**WORK INSTRUCTIONS**. Repeat nothing but the lines below running from the one containing "from the platform." to the one containing "assert!(ensure_wallet_covers(dec!(100), dec!(100)).is_ok());". Keep both end lines.

-- RECORDS PROVIDED follows --

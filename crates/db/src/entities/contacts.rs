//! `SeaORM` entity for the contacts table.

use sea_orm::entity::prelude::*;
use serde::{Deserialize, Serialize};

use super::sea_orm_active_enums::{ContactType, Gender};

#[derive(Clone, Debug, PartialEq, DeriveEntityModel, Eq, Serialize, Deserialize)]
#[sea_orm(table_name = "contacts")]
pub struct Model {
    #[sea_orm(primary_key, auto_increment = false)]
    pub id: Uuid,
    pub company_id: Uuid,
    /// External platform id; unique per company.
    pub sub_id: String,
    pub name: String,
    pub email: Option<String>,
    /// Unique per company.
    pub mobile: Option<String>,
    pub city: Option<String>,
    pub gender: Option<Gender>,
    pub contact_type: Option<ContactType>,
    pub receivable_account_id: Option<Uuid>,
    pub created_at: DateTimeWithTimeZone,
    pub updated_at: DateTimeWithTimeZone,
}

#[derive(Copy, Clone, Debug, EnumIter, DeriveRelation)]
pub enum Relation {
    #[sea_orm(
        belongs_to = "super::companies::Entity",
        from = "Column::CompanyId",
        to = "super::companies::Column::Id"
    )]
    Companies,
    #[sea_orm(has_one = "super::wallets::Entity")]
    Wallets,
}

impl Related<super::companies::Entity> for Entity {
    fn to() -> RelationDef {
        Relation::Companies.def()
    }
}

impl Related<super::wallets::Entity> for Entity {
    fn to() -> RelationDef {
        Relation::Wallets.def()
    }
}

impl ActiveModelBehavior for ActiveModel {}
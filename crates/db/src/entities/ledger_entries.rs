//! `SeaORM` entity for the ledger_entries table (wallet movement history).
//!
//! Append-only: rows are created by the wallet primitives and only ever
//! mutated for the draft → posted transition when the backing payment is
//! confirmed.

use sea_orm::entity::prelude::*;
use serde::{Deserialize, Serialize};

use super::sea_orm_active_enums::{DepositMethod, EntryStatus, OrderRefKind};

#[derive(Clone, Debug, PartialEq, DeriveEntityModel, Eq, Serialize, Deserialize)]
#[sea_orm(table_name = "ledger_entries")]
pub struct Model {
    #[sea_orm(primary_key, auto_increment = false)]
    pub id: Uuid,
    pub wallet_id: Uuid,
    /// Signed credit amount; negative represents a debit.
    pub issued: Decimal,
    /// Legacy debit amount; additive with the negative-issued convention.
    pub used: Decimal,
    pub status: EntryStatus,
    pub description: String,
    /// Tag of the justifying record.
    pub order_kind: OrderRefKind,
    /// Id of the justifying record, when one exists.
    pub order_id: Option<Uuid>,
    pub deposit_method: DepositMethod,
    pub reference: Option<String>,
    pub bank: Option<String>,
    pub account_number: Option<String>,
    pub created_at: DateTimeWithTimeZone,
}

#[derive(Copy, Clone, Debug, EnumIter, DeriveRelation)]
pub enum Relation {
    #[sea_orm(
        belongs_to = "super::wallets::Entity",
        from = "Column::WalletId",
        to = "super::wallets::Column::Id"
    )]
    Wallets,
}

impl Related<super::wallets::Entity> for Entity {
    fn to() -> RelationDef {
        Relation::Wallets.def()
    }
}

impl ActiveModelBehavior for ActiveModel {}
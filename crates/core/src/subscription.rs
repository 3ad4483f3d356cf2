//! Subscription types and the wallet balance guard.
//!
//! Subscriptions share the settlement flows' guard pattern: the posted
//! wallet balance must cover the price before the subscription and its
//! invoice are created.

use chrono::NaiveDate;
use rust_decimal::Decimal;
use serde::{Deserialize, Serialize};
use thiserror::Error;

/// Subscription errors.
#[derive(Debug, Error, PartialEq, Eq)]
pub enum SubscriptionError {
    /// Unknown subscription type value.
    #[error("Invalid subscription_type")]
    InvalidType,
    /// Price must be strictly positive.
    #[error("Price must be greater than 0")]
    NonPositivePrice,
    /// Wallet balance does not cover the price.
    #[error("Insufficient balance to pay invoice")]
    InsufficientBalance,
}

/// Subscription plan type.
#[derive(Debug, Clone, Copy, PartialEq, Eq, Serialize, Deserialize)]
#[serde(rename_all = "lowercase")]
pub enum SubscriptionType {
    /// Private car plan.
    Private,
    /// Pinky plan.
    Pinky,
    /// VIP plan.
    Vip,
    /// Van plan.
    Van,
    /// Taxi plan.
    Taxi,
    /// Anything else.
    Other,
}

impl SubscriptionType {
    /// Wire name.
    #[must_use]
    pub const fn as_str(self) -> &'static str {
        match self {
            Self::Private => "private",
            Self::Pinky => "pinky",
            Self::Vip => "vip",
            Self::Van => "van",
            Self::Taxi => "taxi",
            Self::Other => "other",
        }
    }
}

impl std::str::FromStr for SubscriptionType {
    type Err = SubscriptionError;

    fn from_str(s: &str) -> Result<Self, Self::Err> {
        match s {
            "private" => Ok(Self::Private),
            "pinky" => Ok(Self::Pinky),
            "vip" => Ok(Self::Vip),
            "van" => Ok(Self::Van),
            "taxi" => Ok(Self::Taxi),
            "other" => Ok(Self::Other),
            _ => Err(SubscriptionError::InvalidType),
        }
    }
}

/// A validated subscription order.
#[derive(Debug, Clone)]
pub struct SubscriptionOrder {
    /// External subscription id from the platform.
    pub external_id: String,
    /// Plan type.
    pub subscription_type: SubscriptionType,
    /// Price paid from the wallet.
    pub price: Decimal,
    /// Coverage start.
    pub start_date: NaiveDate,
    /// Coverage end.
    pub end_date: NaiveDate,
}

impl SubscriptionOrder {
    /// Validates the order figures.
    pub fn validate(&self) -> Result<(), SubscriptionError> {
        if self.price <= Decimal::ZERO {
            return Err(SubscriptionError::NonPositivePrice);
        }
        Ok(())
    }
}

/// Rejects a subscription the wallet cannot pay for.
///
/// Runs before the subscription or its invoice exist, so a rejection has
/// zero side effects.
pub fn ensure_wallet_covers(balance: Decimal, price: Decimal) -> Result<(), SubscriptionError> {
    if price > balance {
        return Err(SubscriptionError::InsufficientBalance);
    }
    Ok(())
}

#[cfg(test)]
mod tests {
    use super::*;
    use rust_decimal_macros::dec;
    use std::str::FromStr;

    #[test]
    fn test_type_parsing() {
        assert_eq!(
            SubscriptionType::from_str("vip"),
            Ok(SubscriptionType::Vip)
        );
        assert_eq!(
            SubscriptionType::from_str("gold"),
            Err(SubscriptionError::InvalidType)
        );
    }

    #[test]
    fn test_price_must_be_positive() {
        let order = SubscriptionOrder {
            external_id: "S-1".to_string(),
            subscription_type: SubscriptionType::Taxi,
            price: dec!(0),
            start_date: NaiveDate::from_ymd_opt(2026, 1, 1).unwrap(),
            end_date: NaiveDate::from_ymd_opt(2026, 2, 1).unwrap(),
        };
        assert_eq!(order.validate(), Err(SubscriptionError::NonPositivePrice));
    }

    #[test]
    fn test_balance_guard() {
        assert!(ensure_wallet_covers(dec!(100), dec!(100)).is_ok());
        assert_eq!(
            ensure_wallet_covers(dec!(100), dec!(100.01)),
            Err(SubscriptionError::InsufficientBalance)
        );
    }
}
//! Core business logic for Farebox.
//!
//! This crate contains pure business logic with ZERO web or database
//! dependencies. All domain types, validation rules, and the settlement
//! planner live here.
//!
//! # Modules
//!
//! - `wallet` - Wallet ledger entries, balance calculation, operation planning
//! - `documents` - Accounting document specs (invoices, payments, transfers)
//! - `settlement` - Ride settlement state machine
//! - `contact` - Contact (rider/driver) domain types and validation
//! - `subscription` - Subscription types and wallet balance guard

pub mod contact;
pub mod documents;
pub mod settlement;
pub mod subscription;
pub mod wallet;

-- RECORDS PROVIDED concluded --

**PROBLEM SOLUTION**.
    /// External subscription id from the platform.
    pub external_id: String,
    /// Plan type.
    pub subscription_type: SubscriptionType,
    /// Price paid from the wallet.
    pub price: Decimal,
    /// Coverage start.
    pub start_date: NaiveDate,
    /// Coverage end.
    pub end_date: NaiveDate,
}

impl SubscriptionOrder {
    /// Validates the order figures.
    pub fn validate(&self) -> Result<(), SubscriptionError> {
        if self.price <= Decimal::ZERO {
            return Err(SubscriptionError::NonPositivePrice);
        }
        Ok(())
    }
}

/// Rejects a subscription the wallet cannot pay for.
///
/// Runs before the subscription or its invoice exist, so a rejection has
/// zero side effects.
pub fn ensure_wallet_covers(balance: Decimal, price: Decimal) -> Result<(), SubscriptionError> {
    if price > balance {
        return Err(SubscriptionError::InsufficientBalance);
    }
    Ok(())
}

#[cfg(test)]
mod tests {
    use super::*;
    use rust_decimal_macros::dec;
    use std::str::FromStr;

    #[test]
    fn test_type_parsing() {
        assert_eq!(
            SubscriptionType::from_str("vip"),
            Ok(SubscriptionType::Vip)
        );
        assert_eq!(
            SubscriptionType::from_str("gold"),
            Err(SubscriptionError::InvalidType)
        );
    }

    #[test]
    fn test_price_must_be_positive() {
        let order = SubscriptionOrder {
            external_id: "S-1".to_string(),
            subscription_type: SubscriptionType::Taxi,
            price: dec!(0),
            start_date: NaiveDate::from_ymd_opt(2026, 1, 1).unwrap(),
            end_date: NaiveDate::from_ymd_opt(2026, 2, 1).unwrap(),
        };
        assert_eq!(order.validate(), Err(SubscriptionError::NonPositivePrice));
    }

    #[test]
    fn test_balance_guard() {
        assert!(ensure_wallet_covers(dec!(100), dec!(100)).is_ok());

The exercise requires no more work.